#### [TASK STATEMENT]
Output the following data exactly.

Collected data entries:
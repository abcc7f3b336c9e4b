//! OAuth device authorization flow
//!
//! Git runs the signer without a usable stdin, so the only interactive flow
//! that works reliably is the device authorization grant (RFC 8628): the
//! operator is shown a URL and a code on the terminal, completes the login in
//! any browser, and the signer polls the token endpoint until the provider
//! hands out an ID token. PKCE (S256) protects the code exchange.

use crate::error::{Error, Result};
use crate::token::IdentityToken;
use base64::{engine::general_purpose::URL_SAFE_NO_PAD, Engine};
use rand::Rng;
use serde::{Deserialize, Serialize};
use sha2::{Digest, Sha256};
use std::time::Duration;
use url::Url;

/// Sigstore's public OAuth issuer
pub const SIGSTORE_ISSUER: &str = "https://oauth2.sigstore.dev/auth";

/// Client id registered with the Sigstore issuer
pub const SIGSTORE_CLIENT_ID: &str = "sigstore";

const DEVICE_CODE_GRANT: &str = "urn:ietf:params:oauth:grant-type:device_code";

/// Extra wait added to the polling interval on `slow_down`
const SLOW_DOWN_BACKOFF: Duration = Duration::from_secs(5);

/// Endpoints and client registration of an OAuth provider
#[derive(Debug, Clone, PartialEq, Eq)]
pub struct OAuthConfig {
    pub token_url: String,
    pub device_auth_url: String,
    pub client_id: String,
    pub scopes: Vec<String>,
}

impl OAuthConfig {
    /// Derive the endpoints of a Dex-style issuer
    ///
    /// The issuer must be an absolute http(s) URL; a trailing slash is ignored.
    pub fn from_issuer(issuer: &str, client_id: &str) -> Result<Self> {
        let parsed = Url::parse(issuer)?;
        if !matches!(parsed.scheme(), "https" | "http") {
            return Err(Error::OAuth(format!(
                "issuer must be an http(s) URL, got {}",
                issuer
            )));
        }
        let base = issuer.trim_end_matches('/');

        Ok(Self {
            token_url: format!("{}/token", base),
            device_auth_url: format!("{}/device/code", base),
            client_id: client_id.to_string(),
            scopes: vec!["openid".to_string(), "email".to_string()],
        })
    }
}

impl Default for OAuthConfig {
    /// The Sigstore public-good issuer
    fn default() -> Self {
        Self {
            token_url: format!("{}/token", SIGSTORE_ISSUER),
            device_auth_url: format!("{}/device/code", SIGSTORE_ISSUER),
            client_id: SIGSTORE_CLIENT_ID.to_string(),
            scopes: vec!["openid".to_string(), "email".to_string()],
        }
    }
}

/// What the operator needs to authorize this device
#[derive(Debug, Clone, Serialize, Deserialize)]
pub struct DeviceCodeResponse {
    pub device_code: String,
    /// Code the operator types in at `verification_uri`
    pub user_code: String,
    pub verification_uri: String,
    /// `verification_uri` with the code already filled in, if offered
    #[serde(default)]
    pub verification_uri_complete: Option<String>,
    /// Seconds until `device_code` expires
    pub expires_in: u64,
    /// Seconds to wait between polls
    #[serde(default = "default_interval")]
    pub interval: u64,
}

fn default_interval() -> u64 {
    5
}

/// The part of a token response the signer cares about
#[derive(Debug, Deserialize)]
struct TokenGrant {
    #[serde(default)]
    id_token: Option<String>,
}

/// Error body returned by the token endpoint while polling
#[derive(Debug, Deserialize)]
struct TokenError {
    error: String,
}

/// What the token endpoint told us during a single poll
#[derive(Debug, PartialEq, Eq)]
enum PollOutcome {
    Pending,
    SlowDown,
}

/// Map a polling error code onto the next step of the flow
fn classify_poll_error(code: &str) -> Result<PollOutcome> {
    match code {
        "authorization_pending" => Ok(PollOutcome::Pending),
        "slow_down" => Ok(PollOutcome::SlowDown),
        "expired_token" => Err(Error::OAuth("device code expired".to_string())),
        "access_denied" => Err(Error::OAuth("user denied authorization".to_string())),
        other => Err(Error::OAuth(format!("token error: {}", other))),
    }
}

/// A PKCE code verifier and its S256 challenge
struct Pkce {
    verifier: String,
    challenge: String,
}

impl Pkce {
    fn generate() -> Self {
        let mut seed = [0u8; 32];
        rand::rng().fill(&mut seed);
        let verifier = URL_SAFE_NO_PAD.encode(seed);
        let challenge = URL_SAFE_NO_PAD.encode(Sha256::digest(verifier.as_bytes()));
        Self {
            verifier,
            challenge,
        }
    }
}

/// Client for an OAuth provider's device authorization endpoints
pub struct OAuthClient {
    config: OAuthConfig,
    client: reqwest::Client,
}

impl OAuthClient {
    pub fn new(config: OAuthConfig) -> Self {
        Self {
            config,
            client: reqwest::Client::new(),
        }
    }

    pub fn config(&self) -> &OAuthConfig {
        &self.config
    }

    async fn post_form(&self, url: &str, form: &[(&str, &str)]) -> Result<reqwest::Response> {
        self.client
            .post(url)
            .form(form)
            .send()
            .await
            .map_err(|e| Error::Http(e.to_string()))
    }

    /// Request a device code
    ///
    /// Returns the authorization to show to the operator and the PKCE
    /// verifier needed to redeem it.
    pub async fn start_device_flow(&self) -> Result<(DeviceCodeResponse, String)> {
        let pkce = Pkce::generate();
        let scope = self.config.scopes.join(" ");
        let form = [
            ("client_id", self.config.client_id.as_str()),
            ("scope", scope.as_str()),
            ("code_challenge", pkce.challenge.as_str()),
            ("code_challenge_method", "S256"),
        ];

        tracing::debug!("requesting device code from {}", self.config.device_auth_url);
        let response = self.post_form(&self.config.device_auth_url, &form).await?;
        if !response.status().is_success() {
            let status = response.status();
            let body = response.text().await.unwrap_or_default();
            return Err(Error::OAuth(format!(
                "device authorization failed: {} - {}",
                status, body
            )));
        }

        let authorization = response
            .json()
            .await
            .map_err(|e| Error::OAuth(format!("invalid device code response: {}", e)))?;
        Ok((authorization, pkce.verifier))
    }

    /// Poll the token endpoint until the operator has authorized the device
    ///
    /// Gives up when the provider refuses or `expires_in` seconds have passed.
    pub async fn poll_for_token(
        &self,
        device_code: &str,
        verifier: &str,
        interval: u64,
        expires_in: u64,
    ) -> Result<IdentityToken> {
        let form = [
            ("client_id", self.config.client_id.as_str()),
            ("device_code", device_code),
            ("grant_type", DEVICE_CODE_GRANT),
            ("code_verifier", verifier),
        ];

        let deadline = tokio::time::Instant::now() + Duration::from_secs(expires_in);
        let mut interval = Duration::from_secs(interval.max(1));

        loop {
            tokio::time::sleep(interval).await;
            if tokio::time::Instant::now() >= deadline {
                return Err(Error::OAuth("device code expired".to_string()));
            }

            let response = self.post_form(&self.config.token_url, &form).await?;
            if response.status().is_success() {
                let grant: TokenGrant = response
                    .json()
                    .await
                    .map_err(|e| Error::OAuth(format!("invalid token response: {}", e)))?;
                let id_token = grant
                    .id_token
                    .ok_or_else(|| Error::OAuth("token response has no id_token".to_string()))?;
                return IdentityToken::from_jwt(&id_token);
            }

            let refusal: TokenError = response
                .json()
                .await
                .map_err(|e| Error::OAuth(format!("invalid token error response: {}", e)))?;
            if classify_poll_error(&refusal.error)? == PollOutcome::SlowDown {
                interval += SLOW_DOWN_BACKOFF;
                tracing::debug!("token endpoint asked to slow down, polling every {:?}", interval);
            }
        }
    }

    /// Run the whole device flow
    ///
    /// `display` is called once with the device authorization so the caller
    /// can show the verification URL and user code to the operator.
    pub async fn device_flow<F>(&self, display: F) -> Result<IdentityToken>
    where
        F: FnOnce(&DeviceCodeResponse),
    {
        let (authorization, verifier) = self.start_device_flow().await?;
        display(&authorization);
        self.poll_for_token(
            &authorization.device_code,
            &verifier,
            authorization.interval,
            authorization.expires_in,
        )
        .await
    }
}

#### [YOUR RESPONSE]
repository abcc7f3b336c9e4b
//! OAuth device authorization flow
//!
//! Git runs the signer without a usable stdin, so the only interactive flow
//! that works reliably is the device authorization grant (RFC 8628): the
//! operator is shown a URL and a code on the terminal, completes the login in
//! any browser, and the signer polls the token endpoint until the provider
//! hands out an ID token. PKCE (S256) protects the code exchange.

use crate::error::{Error, Result};
use crate::token::IdentityToken;
use base64::{engine::general_purpose::URL_SAFE_NO_PAD, Engine};
use rand::Rng;
use serde::{Deserialize, Serialize};
use sha2::{Digest, Sha256};
use std::time::Duration;
use url::Url;

/// Sigstore's public OAuth issuer
pub const SIGSTORE_ISSUER: &str = "https://oauth2.sigstore.dev/auth";

/// Client id registered with the Sigstore issuer
pub const SIGSTORE_CLIENT_ID: &str = "sigstore";

const DEVICE_CODE_GRANT: &str = "urn:ietf:params:oauth:grant-type:device_code";

/// Extra wait added to the polling interval on `slow_down`
const SLOW_DOWN_BACKOFF: Duration = Duration::from_secs(5);

/// Endpoints and client registration of an OAuth provider
#[derive(Debug, Clone, PartialEq, Eq)]
pub struct OAuthConfig {
    pub token_url: String,
    pub device_auth_url: String,
    pub client_id: String,
    pub scopes: Vec<String>,
}

impl OAuthConfig {
    /// Derive the endpoints of a Dex-style issuer
    ///
    /// The issuer must be an absolute http(s) URL; a trailing slash is ignored.
    pub fn from_issuer(issuer: &str, client_id: &str) -> Result<Self> {
        let parsed = Url::parse(issuer)?;
        if !matches!(parsed.scheme(), "https" | "http") {
            return Err(Error::OAuth(format!(
                "issuer must be an http(s) URL, got {}",
                issuer
            )));
        }
        let base = issuer.trim_end_matches('/');

        Ok(Self {
            token_url: format!("{}/token", base),
            device_auth_url: format!("{}/device/code", base),
            client_id: client_id.to_string(),
            scopes: vec!["openid".to_string(), "email".to_string()],
        })
    }
}

impl Default for OAuthConfig {
    /// The Sigstore public-good issuer
    fn default() -> Self {
        Self {
            token_url: format!("{}/token", SIGSTORE_ISSUER),
            device_auth_url: format!("{}/device/code", SIGSTORE_ISSUER),
            client_id: SIGSTORE_CLIENT_ID.to_string(),
            scopes: vec!["openid".to_string(), "email".to_string()],
        }
    }
}

/// What the operator needs to authorize this device
#[derive(Debug, Clone, Serialize, Deserialize)]
pub struct DeviceCodeResponse {
    pub device_code: String,
    /// Code the operator types in at `verification_uri`
    pub user_code: String,
    pub verification_uri: String,
    /// `verification_uri` with the code already filled in, if offered
    #[serde(default)]
    pub verification_uri_complete: Option<String>,
    /// Seconds until `device_code` expires
    pub expires_in: u64,
    /// Seconds to wait between polls
    #[serde(default = "default_interval")]
    pub interval: u64,
}

fn default_interval() -> u64 {
    5
}

/// The part of a token response the signer cares about
#[derive(Debug, Deserialize)]
struct TokenGrant {
    #[serde(default)]
    id_token: Option<String>,
}

/// Error body returned by the token endpoint while polling
#[derive(Debug, Deserialize)]
struct TokenError {
    error: String,
}

/// What the token endpoint told us during a single poll
#[derive(Debug, PartialEq, Eq)]
enum PollOutcome {
    Pending,
    SlowDown,
}

/// Map a polling error code onto the next step of the flow
fn classify_poll_error(code: &str) -> Result<PollOutcome> {
    match code {
        "authorization_pending" => Ok(PollOutcome::Pending),
        "slow_down" => Ok(PollOutcome::SlowDown),
        "expired_token" => Err(Error::OAuth("device code expired".to_string())),
        "access_denied" => Err(Error::OAuth("user denied authorization".to_string())),
        other => Err(Error::OAuth(format!("token error: {}", other))),
    }
}

/// A PKCE code verifier and its S256 challenge
struct Pkce {
    verifier: String,
    challenge: String,
}

impl Pkce {
    fn generate() -> Self {
        let mut seed = [0u8; 32];
        rand::rng().fill(&mut seed);
        let verifier = URL_SAFE_NO_PAD.encode(seed);
        let challenge = URL_SAFE_NO_PAD.encode(Sha256::digest(verifier.as_bytes()));
        Self {
            verifier,
            challenge,
        }
    }
}

/// Client for an OAuth provider's device authorization endpoints
pub struct OAuthClient {
    config: OAuthConfig,
    client: reqwest::Client,
}

impl OAuthClient {
    pub fn new(config: OAuthConfig) -> Self {
        Self {
            config,
            client: reqwest::Client::new(),
        }
    }

    pub fn config(&self) -> &OAuthConfig {
        &self.config
    }

    async fn post_form(&self, url: &str, form: &[(&str, &str)]) -> Result<reqwest::Response> {
        self.client
            .post(url)
            .form(form)
            .send()
            .await
            .map_err(|e| Error::Http(e.to_string()))
    }

    /// Request a device code
    ///
    /// Returns the authorization to show to the operator and the PKCE
    /// verifier needed to redeem it.
    pub async fn start_device_flow(&self) -> Result<(DeviceCodeResponse, String)> {
        let pkce = Pkce::generate();
        let scope = self.config.scopes.join(" ");
        let form = [
            ("client_id", self.config.client_id.as_str()),
            ("scope", scope.as_str()),
            ("code_challenge", pkce.challenge.as_str()),
            ("code_challenge_method", "S256"),
        ];

        tracing::debug!("requesting device code from {}", self.config.device_auth_url);
        let response = self.post_form(&self.config.device_auth_url, &form).await?;
        if !response.status().is_success() {
            let status = response.status();
            let body = response.text().await.unwrap_or_default();
            return Err(Error::OAuth(format!(
                "device authorization failed: {} - {}",
                status, body
            )));
        }

        let authorization = response
            .json()
            .await
            .map_err(|e| Error::OAuth(format!("invalid device code response: {}", e)))?;
        Ok((authorization, pkce.verifier))
    }

    /// Poll the token endpoint until the operator has authorized the device
    ///
    /// Gives up when the provider refuses or `expires_in` seconds have passed.
    pub async fn poll_for_token(
        &self,
        device_code: &str,
        verifier: &str,
        interval: u64,
        expires_in: u64,
    ) -> Result<IdentityToken> {
        let form = [
            ("client_id", self.config.client_id.as_str()),
            ("device_code", device_code),
            ("grant_type", DEVICE_CODE_GRANT),
            ("code_verifier", verifier),
        ];

        let deadline = tokio::time::Instant::now() + Duration::from_secs(expires_in);
        let mut interval = Duration::from_secs(interval.max(1));

        loop {
            tokio::time::sleep(interval).await;
            if tokio::time::Instant::now() >= deadline {
                return Err(Error::OAuth("device code expired".to_string()));
            }

            let response = self.post_form(&self.config.token_url, &form).await?;
            if response.status().is_success() {
                let grant: TokenGrant = response
                    .json()
                    .await
                    .map_err(|e| Error::OAuth(format!("invalid token response: {}", e)))?;
                let id_token = grant
                    .id_token
                    .ok_or_else(|| Error::OAuth("token response has no id_token".to_string()))?;
                return IdentityToken::from_jwt(&id_token);
            }

            let refusal: TokenError = response
                .json()
                .await
                .map_err(|e| Error::OAuth(format!("invalid token error response: {}", e)))?;
            if classify_poll_error(&refusal.error)? == PollOutcome::SlowDown {
                interval += SLOW_DOWN_BACKOFF;
                tracing::debug!("token endpoint asked to slow down, polling every {:?}", interval);
            }
        }
    }

    /// Run the whole device flow
    ///
    /// `display` is called once with the device authorization so the caller
    /// can show the verification URL and user code to the operator.
    pub async fn device_flow<F>(&self, display: F) -> Result<IdentityToken>
    where
        F: FnOnce(&DeviceCodeResponse),
    {
        let (authorization, verifier) = self.start_device_flow().await?;
        display(&authorization);
        self.poll_for_token(
            &authorization.device_code,
            &verifier,
            authorization.interval,
            authorization.expires_in,
        )
        .await
    }
}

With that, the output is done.